Explain the accounting for marketable securities


MARKETABLE SECURITIES

Firms sometimes acquire bonds or capital stock of other entities for their expected returns
(through interest, dividends, and price appreciation) without any intent to exert influence
or control over the other entity. U.S. GAAP and IFRS presume that the acquisition of any
amount of bonds, and the acquisition of less than 20% of the voting stock of another entity
implies an inability to exert significant influence or control. Firms account for such securities
as passive investments.

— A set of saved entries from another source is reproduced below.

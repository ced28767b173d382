//! Core BoM pipeline shared by the CLI and library users.
//! No file writing; outputs are structured rows and a report.

use std::path::Path;

use crate::bom::classifier::Classifier;
use crate::bom::distributor::{Bucket, Distributor};
use crate::bom::grouping::GroupingEngine;
use crate::bom::rows::{build_row_sets, RowSet};
use crate::catalog::advisor::SubstitutionAdvisor;
use crate::catalog::checker::SanityChecker;
use crate::catalog::normalize::MatchPolicy;
use crate::catalog::{Catalog, CatalogError};
use crate::parser::records::load_components;
use crate::parser::schema::ComponentRecord;
use crate::report::{Report, ReportBuilder};

#[derive(Debug, thiserror::Error)]
pub enum BomGuardError {
    #[error("Parse error: {0}")]
    Parse(String),
    #[error("IO error: {0}")]
    Io(#[from] std::io::Error),
    #[error("CSV error: {0}")]
    Csv(#[from] csv::Error),
    #[error("JSON error: {0}")]
    Json(#[from] serde_json::Error),
    #[error("{0}")]
    Other(String),
}

/// Options for a BoM run. Passed explicitly; there is no global state.
#[derive(Clone, Debug)]
pub struct BomOptions {
    /// Distributors in the order they are tried on each symbol.
    pub priority: Vec<Distributor>,
    pub match_policy: MatchPolicy,
    /// Compare designator letters against the catalog `Type` column.
    pub check_part_type: bool,
    pub suggest_substitutes: bool,
}

impl Default for BomOptions {
    fn default() -> Self {
        Self {
            priority: Distributor::PRIORITY.to_vec(),
            match_policy: MatchPolicy::Strict,
            check_part_type: false,
            suggest_substitutes: true,
        }
    }
}

/// Availability of the reference catalog for one run.
#[derive(Debug, Clone, Copy)]
pub enum CatalogState<'a> {
    Missing,
    Invalid(&'a CatalogError),
    Ready(&'a Catalog),
}

impl<'a> CatalogState<'a> {
    pub fn from_result(result: &'a Result<Catalog, CatalogError>) -> Self {
        match result {
            Ok(catalog) => CatalogState::Ready(catalog),
            Err(e) => CatalogState::Invalid(e),
        }
    }
}

impl<'a> From<Option<&'a Catalog>> for CatalogState<'a> {
    fn from(catalog: Option<&'a Catalog>) -> Self {
        catalog.map_or(CatalogState::Missing, CatalogState::Ready)
    }
}

/// Everything a run produces, ready for the writers.
#[derive(Debug, Clone)]
pub struct BomOutput {
    /// Non-empty row-sets only.
    pub row_sets: Vec<RowSet>,
    pub report: Report,
}

impl BomOutput {
    pub fn row_set(&self, bucket: Bucket) -> Option<&RowSet> {
        self.row_sets.iter().find(|s| s.bucket == bucket)
    }
}

/// Core BoM API used by the CLI.
pub struct BomGuardCore;

impl BomGuardCore {
    /// Classify, group and (when a catalog is available) sanity-check a
    /// component list. Never fails: catalog problems are reported, not raised.
    pub fn process(
        components: &[ComponentRecord],
        catalog: CatalogState<'_>,
        options: &BomOptions,
    ) -> BomOutput {
        let classifier = Classifier::new(options.priority.clone());
        let priority = classifier.priority();
        let classification = classifier.classify_all(components);
        let assignments = &classification.assignments;

        let groups = GroupingEngine::group(components, assignments, priority);
        let inconsistencies = GroupingEngine::inconsistencies(&groups, components, assignments);
        let row_sets = build_row_sets(&groups, components, assignments, priority);

        let mut report = ReportBuilder::new(components.len());
        let buckets = priority
            .iter()
            .map(|&d| Bucket::Distributor(d))
            .chain(std::iter::once(Bucket::Orphan));
        for bucket in buckets {
            let rows = row_sets
                .iter()
                .find(|s| s.bucket == bucket)
                .map_or(0, |s| s.rows.len());
            report.bucket(bucket, classification.count(bucket), rows);
        }
        report
            .multiple_distributors(classification.warnings.iter().cloned())
            .inconsistent_groups(inconsistencies);

        match catalog {
            CatalogState::Missing => {}
            CatalogState::Invalid(e) => {
                tracing::warn!("Catalog unavailable, skipping sanity check: {}", e);
                report.catalog_invalid(e.to_string());
            }
            CatalogState::Ready(catalog) => {
                report.catalog_checked(
                    catalog.distributor(),
                    catalog.len(),
                    catalog.last_update(),
                );
                let checker = SanityChecker::new(catalog)
                    .with_policy(options.match_policy)
                    .with_part_type_check(options.check_part_type);
                let advisor = SubstitutionAdvisor::new(catalog).with_policy(options.match_policy);

                for &i in classification.members(Bucket::Distributor(catalog.distributor())) {
                    let component = &components[i];
                    let Some(identifier) = assignments[i].identifier.as_deref() else {
                        continue;
                    };
                    report.verdict(checker.check(component, identifier));

                    if !options.suggest_substitutes {
                        continue;
                    }
                    if let Some(suggestion) = catalog
                        .get(identifier)
                        .and_then(|entry| advisor.suggest(component, entry))
                    {
                        report.suggestion(suggestion);
                    }
                }
            }
        }

        BomOutput {
            row_sets,
            report: report.build(),
        }
    }

    /// Load the component list and optional catalog from disk and run.
    ///
    /// A component list that cannot be read is fatal; a catalog that cannot
    /// be read only disables the catalog checks.
    pub fn process_files(
        components_path: &Path,
        catalog_path: Option<&Path>,
        options: &BomOptions,
    ) -> Result<BomOutput, BomGuardError> {
        let components = load_components(components_path)?;
        let catalog = catalog_path.map(Catalog::load);
        let state = match &catalog {
            None => CatalogState::Missing,
            Some(result) => CatalogState::from_result(result),
        };
        Ok(Self::process(&components, state, options))
    }
}
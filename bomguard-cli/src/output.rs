//! File writers and report rendering for the CLI.

use bomguard::bom::distributor::Bucket;
use bomguard::catalog::checker::Verdict;
use bomguard::report::{CatalogSection, Report};
use bomguard::{BomOutput, Distributor, RowSet};
use std::fmt::Write as _;
use std::path::{Path, PathBuf};

const DIVIDER: &str = "- - - - - - - - - - - - - - - - - - - - - - - - - ";

/// Every bucket that can produce a file, in report order.
const BUCKETS: [Bucket; 3] = [
    Bucket::Distributor(Distributor::Jlcpcb),
    Bucket::Distributor(Distributor::Digikey),
    Bucket::Orphan,
];

pub fn row_set_path(dir: &Path, project: &str, bucket: Bucket) -> PathBuf {
    dir.join(format!("{}_BOM_{}.csv", project, bucket.name()))
}

pub fn report_path(dir: &Path, project: &str) -> PathBuf {
    dir.join(format!("{}_BOM_Report.txt", project))
}

/// Remove files left over from a previous run so a bucket that is now
/// empty does not leave a stale BoM behind.
pub fn remove_stale(dir: &Path, project: &str) -> std::io::Result<()> {
    let paths = BUCKETS
        .iter()
        .map(|&b| row_set_path(dir, project, b))
        .chain(std::iter::once(report_path(dir, project)));
    for path in paths {
        match std::fs::remove_file(&path) {
            Ok(()) => tracing::debug!("Removed stale {}", path.display()),
            Err(e) if e.kind() == std::io::ErrorKind::NotFound => {}
            Err(e) => return Err(e),
        }
    }
    Ok(())
}

pub fn write_row_set(path: &Path, set: &RowSet) -> Result<(), csv::Error> {
    let mut writer = csv::Writer::from_path(path)?;
    writer.write_record(&set.headers)?;
    for row in &set.rows {
        writer.write_record(row)?;
    }
    writer.flush()?;
    tracing::info!("Wrote {} rows to {}", set.rows.len(), path.display());
    Ok(())
}

/// Write every non-empty row-set plus the text report. Returns the
/// written paths.
pub fn write_all(
    dir: &Path,
    project: &str,
    output: &BomOutput,
    report_text: &str,
) -> Result<Vec<PathBuf>, Box<dyn std::error::Error>> {
    std::fs::create_dir_all(dir)?;
    remove_stale(dir, project)?;

    let mut written = Vec::new();
    for set in output.row_sets.iter().filter(|s| !s.is_empty()) {
        let path = row_set_path(dir, project, set.bucket);
        write_row_set(&path, set)?;
        written.push(path);
    }

    let path = report_path(dir, project);
    std::fs::write(&path, report_text)?;
    written.push(path);
    Ok(written)
}

/// Render the plain-text report.
pub fn render_report(project: &str, report: &Report) -> Result<String, std::fmt::Error> {
    let mut out = String::new();
    write_report(&mut out, project, report)?;
    Ok(out)
}

fn write_report(out: &mut String, project: &str, report: &Report) -> std::fmt::Result {
    writeln!(out, "# Multi-Distributor BoM Report #")?;
    writeln!(out)?;
    writeln!(
        out,
        "Project Name: {} (has {} symbols)",
        project, report.total_components
    )?;
    writeln!(out, "Tool Version: bomguard {}", env!("CARGO_PKG_VERSION"))?;
    writeln!(out)?;
    writeln!(out, "{}", DIVIDER)?;
    writeln!(out)?;

    for summary in &report.buckets {
        if summary.present {
            writeln!(out, "{} BoM: True ({} rows)", summary.name, summary.rows)?;
        } else {
            writeln!(out, "{} BoM: False", summary.name)?;
        }
    }
    writeln!(out)?;
    writeln!(out, "{}", DIVIDER)?;
    writeln!(out)?;

    writeln!(out, "BoM Generation Notes:")?;
    if report.warning_count() == 0 {
        writeln!(out, "(none)")?;
    }
    for warning in &report.multiple_distributor_warnings {
        writeln!(out, "- WARN: {}", warning)?;
    }
    for warning in &report.inconsistent_group_warnings {
        writeln!(out, "- WARN: {}", warning)?;
    }
    writeln!(out)?;
    writeln!(out, "{}", DIVIDER)?;
    writeln!(out)?;

    match &report.catalog {
        CatalogSection::Missing => {
            writeln!(out, "JLCPCB Parts Database File Present: False")?;
            writeln!(out, "Pass --catalog <FILE> to enable the parts sanity check.")?;
        }
        CatalogSection::Invalid { reason } => {
            writeln!(out, "JLCPCB Parts Database File Present: Invalid")?;
            writeln!(out, "- WARN: {}", reason)?;
        }
        CatalogSection::Checked(results) => {
            let updated = results
                .last_update
                .map(|d| d.format("%Y-%m-%d").to_string())
                .unwrap_or_else(|| "unknown".to_string());
            writeln!(
                out,
                "{} Parts Database File Present: True ({} parts, updated {})",
                results.distributor, results.entries, updated
            )?;
            writeln!(
                out,
                "{} Parts Sanity-Checker Results ({} pass, {} suspect, {} not in database):",
                results.distributor,
                results.stats.pass,
                results.stats.suspect,
                results.stats.not_found
            )?;
            if results.verdicts.is_empty() && results.suggestions.is_empty() {
                writeln!(out, "(no notes)")?;
            }
            // suspects first, then suggestions, then unknown parts
            let (missing, suspect): (Vec<_>, Vec<_>) = results
                .verdicts
                .iter()
                .partition(|v| v.verdict == Verdict::NotInDatabase);
            for verdict in suspect {
                writeln!(out, "- {}", verdict)?;
            }
            for suggestion in &results.suggestions {
                writeln!(out, "- ALT: {}", suggestion)?;
            }
            for verdict in missing {
                writeln!(out, "- {}", verdict)?;
            }
        }
    }
    Ok(())
}
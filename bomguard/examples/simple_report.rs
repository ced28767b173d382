//! Simple report example: classify a component list and print the findings.

use bomguard::prelude::*;
use std::path::Path;

fn main() -> Result<(), BomGuardError> {
    let mut args = std::env::args().skip(1);
    let input = args
        .next()
        .unwrap_or_else(|| "tests/fixtures/board.json".to_string());
    let catalog = args.next();
    let input = Path::new(&input);

    if !input.exists() {
        eprintln!("File not found: {}", input.display());
        eprintln!("Usage: cargo run --example simple_report [components.json] [catalog.csv]");
        std::process::exit(1);
    }

    let output = BomGuardCore::process_files(
        input,
        catalog.as_deref().map(Path::new),
        &BomOptions::default(),
    )?;
    let report = &output.report;

    println!("BoM for: {} ({} symbols)", input.display(), report.total_components);
    println!();
    for set in &output.row_sets {
        println!("{} ({} rows):", set.name(), set.rows.len());
        for row in &set.rows {
            println!("  {}", row.join(" | "));
        }
    }

    if report.warning_count() > 0 {
        println!("\nWarnings:");
        for warning in &report.multiple_distributor_warnings {
            println!("  - {}", warning);
        }
        for warning in &report.inconsistent_group_warnings {
            println!("  - {}", warning);
        }
    }

    match &report.catalog {
        CatalogSection::Missing => println!("\nNo catalog given, sanity check skipped."),
        CatalogSection::Invalid { reason } => println!("\nCatalog rejected: {}", reason),
        CatalogSection::Checked(results) => {
            println!(
                "\nSanity check: {} pass, {} suspect, {} not in database",
                results.stats.pass, results.stats.suspect, results.stats.not_found
            );
            for verdict in &results.verdicts {
                println!("  - {}", verdict);
            }
            for suggestion in &results.suggestions {
                println!("  - {}", suggestion);
            }
        }
    }

    Ok(())
}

Firms classify such securities into three categories:

1 . Debt securities held to maturity (IFRS uses the term held-to-maturity investments).
2 . Trading securities (IFRS uses the term financial assets at fair value through profit or loss).
3 . Securities available for sale (IFRS uses the term available-for-sale financial assets).
Securities with an expected holding period of less than one year appear in current assets
on the balance sheet, usually labeled Marketable Securities, and those with an expected holding
period longer than one year appear in noncurrent assets, usually labeled either Marketable
Securities or Investments in Securities.

U.S. GAAP and IFRS prescribe the following accounting for marketable securities:
1 . Debt securities held to maturity: amortized acquisition cost, subject to impairment.
2 . Trading securities: fair value, with unrealized gains and losses recognized in net income.
3 . Securities available for sale: fair value, with unrealized gains and losses recognized in
other comprehensive income as fair values change and realized gains and losses, measured
as disposal proceeds less amortized acquisition cost, recognized in net income at
the time of sale. Net income also includes impairment losses.

Firms can apply the fair value option to marketable securities, in which case firms account
for debt securities held to maturity and securities available for sale as if they were trading
securities. Firms remeasure these securities to fair value each period and recognize unrealized
gains and losses in net income, not other comprehensive income.